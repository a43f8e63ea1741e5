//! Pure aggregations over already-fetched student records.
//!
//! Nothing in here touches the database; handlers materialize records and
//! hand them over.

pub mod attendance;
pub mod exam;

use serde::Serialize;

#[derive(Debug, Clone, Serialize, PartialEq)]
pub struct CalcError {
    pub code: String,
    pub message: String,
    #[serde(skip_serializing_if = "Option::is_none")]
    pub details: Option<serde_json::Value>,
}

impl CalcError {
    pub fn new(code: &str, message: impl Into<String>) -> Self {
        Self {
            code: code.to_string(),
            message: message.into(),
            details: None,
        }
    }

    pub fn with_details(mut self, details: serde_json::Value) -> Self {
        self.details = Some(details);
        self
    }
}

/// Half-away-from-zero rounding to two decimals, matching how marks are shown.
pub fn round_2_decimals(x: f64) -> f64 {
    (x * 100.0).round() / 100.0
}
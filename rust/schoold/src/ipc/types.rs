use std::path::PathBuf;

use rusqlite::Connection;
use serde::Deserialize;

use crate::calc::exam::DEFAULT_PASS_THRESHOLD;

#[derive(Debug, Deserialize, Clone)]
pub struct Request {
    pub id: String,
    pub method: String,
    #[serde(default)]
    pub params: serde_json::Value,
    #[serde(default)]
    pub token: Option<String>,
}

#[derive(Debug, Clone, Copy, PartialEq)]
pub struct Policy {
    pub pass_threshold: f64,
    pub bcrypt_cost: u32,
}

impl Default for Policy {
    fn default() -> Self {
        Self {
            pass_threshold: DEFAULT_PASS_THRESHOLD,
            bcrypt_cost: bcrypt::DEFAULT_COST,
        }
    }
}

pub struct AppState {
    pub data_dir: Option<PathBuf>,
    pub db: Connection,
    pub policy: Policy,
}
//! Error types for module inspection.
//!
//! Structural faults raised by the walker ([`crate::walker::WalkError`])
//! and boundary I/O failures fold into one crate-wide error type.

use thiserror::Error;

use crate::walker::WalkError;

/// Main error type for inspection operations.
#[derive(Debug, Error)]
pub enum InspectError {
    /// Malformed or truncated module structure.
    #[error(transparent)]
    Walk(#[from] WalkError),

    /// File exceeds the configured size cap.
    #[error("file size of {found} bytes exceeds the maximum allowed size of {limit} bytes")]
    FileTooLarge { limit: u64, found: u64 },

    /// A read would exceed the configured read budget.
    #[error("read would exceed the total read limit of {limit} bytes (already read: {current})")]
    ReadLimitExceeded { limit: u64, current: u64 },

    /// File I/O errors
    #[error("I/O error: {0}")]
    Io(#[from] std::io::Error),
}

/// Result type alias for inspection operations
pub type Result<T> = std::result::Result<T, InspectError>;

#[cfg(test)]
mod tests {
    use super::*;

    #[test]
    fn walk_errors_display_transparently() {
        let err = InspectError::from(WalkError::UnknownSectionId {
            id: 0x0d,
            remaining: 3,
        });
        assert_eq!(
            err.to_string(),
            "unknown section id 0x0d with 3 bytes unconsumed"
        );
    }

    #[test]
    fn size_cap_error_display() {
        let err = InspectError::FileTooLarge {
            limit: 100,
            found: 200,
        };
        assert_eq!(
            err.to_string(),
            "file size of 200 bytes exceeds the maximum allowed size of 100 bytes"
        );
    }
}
==
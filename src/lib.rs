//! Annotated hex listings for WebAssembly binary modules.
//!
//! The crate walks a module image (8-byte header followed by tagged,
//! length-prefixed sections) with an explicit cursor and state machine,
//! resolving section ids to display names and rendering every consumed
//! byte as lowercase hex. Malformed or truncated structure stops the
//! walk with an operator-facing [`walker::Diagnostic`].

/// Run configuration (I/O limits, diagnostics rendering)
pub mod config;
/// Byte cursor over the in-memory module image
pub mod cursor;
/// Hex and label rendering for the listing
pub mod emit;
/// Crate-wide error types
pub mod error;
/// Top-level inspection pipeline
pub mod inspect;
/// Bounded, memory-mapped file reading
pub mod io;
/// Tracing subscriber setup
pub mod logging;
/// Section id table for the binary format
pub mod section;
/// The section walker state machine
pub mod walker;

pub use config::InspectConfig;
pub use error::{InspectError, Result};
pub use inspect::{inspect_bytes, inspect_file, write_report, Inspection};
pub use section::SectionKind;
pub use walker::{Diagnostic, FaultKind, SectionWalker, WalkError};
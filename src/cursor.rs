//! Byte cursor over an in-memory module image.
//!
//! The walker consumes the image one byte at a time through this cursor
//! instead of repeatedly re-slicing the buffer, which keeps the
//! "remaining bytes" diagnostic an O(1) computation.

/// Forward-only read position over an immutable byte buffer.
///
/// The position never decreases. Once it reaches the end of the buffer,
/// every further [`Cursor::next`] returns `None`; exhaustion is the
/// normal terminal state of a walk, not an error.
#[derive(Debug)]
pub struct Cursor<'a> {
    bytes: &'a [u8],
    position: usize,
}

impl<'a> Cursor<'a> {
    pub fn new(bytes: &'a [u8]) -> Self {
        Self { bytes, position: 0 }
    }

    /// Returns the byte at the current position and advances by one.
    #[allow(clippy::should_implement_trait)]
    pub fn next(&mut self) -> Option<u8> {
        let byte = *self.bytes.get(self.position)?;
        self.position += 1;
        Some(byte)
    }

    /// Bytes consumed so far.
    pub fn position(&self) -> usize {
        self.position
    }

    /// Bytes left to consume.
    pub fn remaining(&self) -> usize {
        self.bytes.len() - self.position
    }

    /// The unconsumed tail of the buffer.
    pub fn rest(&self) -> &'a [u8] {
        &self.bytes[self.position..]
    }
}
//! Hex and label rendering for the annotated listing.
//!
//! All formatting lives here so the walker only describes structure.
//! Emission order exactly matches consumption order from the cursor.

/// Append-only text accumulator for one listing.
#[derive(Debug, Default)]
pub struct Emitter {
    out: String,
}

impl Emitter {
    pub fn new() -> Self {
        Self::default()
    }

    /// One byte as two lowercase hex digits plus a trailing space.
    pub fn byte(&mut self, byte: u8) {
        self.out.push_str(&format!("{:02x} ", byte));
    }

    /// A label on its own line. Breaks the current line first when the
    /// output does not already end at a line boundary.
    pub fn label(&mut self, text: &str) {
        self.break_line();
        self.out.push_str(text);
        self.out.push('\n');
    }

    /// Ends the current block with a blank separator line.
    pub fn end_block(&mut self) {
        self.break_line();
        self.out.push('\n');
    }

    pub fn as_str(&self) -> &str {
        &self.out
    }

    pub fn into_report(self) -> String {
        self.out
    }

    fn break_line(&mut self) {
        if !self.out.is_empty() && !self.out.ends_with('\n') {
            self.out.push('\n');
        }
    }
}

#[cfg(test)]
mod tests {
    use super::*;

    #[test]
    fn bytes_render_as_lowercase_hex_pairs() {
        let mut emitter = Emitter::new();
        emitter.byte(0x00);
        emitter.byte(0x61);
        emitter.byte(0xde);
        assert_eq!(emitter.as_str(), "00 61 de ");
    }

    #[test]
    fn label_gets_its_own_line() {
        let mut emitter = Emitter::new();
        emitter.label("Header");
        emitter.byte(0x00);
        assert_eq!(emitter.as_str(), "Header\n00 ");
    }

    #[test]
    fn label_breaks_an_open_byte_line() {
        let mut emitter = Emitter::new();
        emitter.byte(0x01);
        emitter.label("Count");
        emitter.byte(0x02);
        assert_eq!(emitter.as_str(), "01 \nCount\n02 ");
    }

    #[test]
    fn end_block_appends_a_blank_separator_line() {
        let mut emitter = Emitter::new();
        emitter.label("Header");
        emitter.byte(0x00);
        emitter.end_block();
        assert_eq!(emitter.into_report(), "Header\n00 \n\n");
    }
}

* WHAT TO DO *
Among the lines above, find the one with "truncated module structure." and the one with "configured read budget.". Quote both and everything between them, exactly.

* THE COMPLETED TASK *
    /// Malformed or truncated module structure.
    #[error(transparent)]
    Walk(#[from] WalkError),

    /// File exceeds the configured size cap.
    #[error("file size of {found} bytes exceeds the maximum allowed size of {limit} bytes")]
    FileTooLarge { limit: u64, found: u64 },

    /// A read would exceed the configured read budget.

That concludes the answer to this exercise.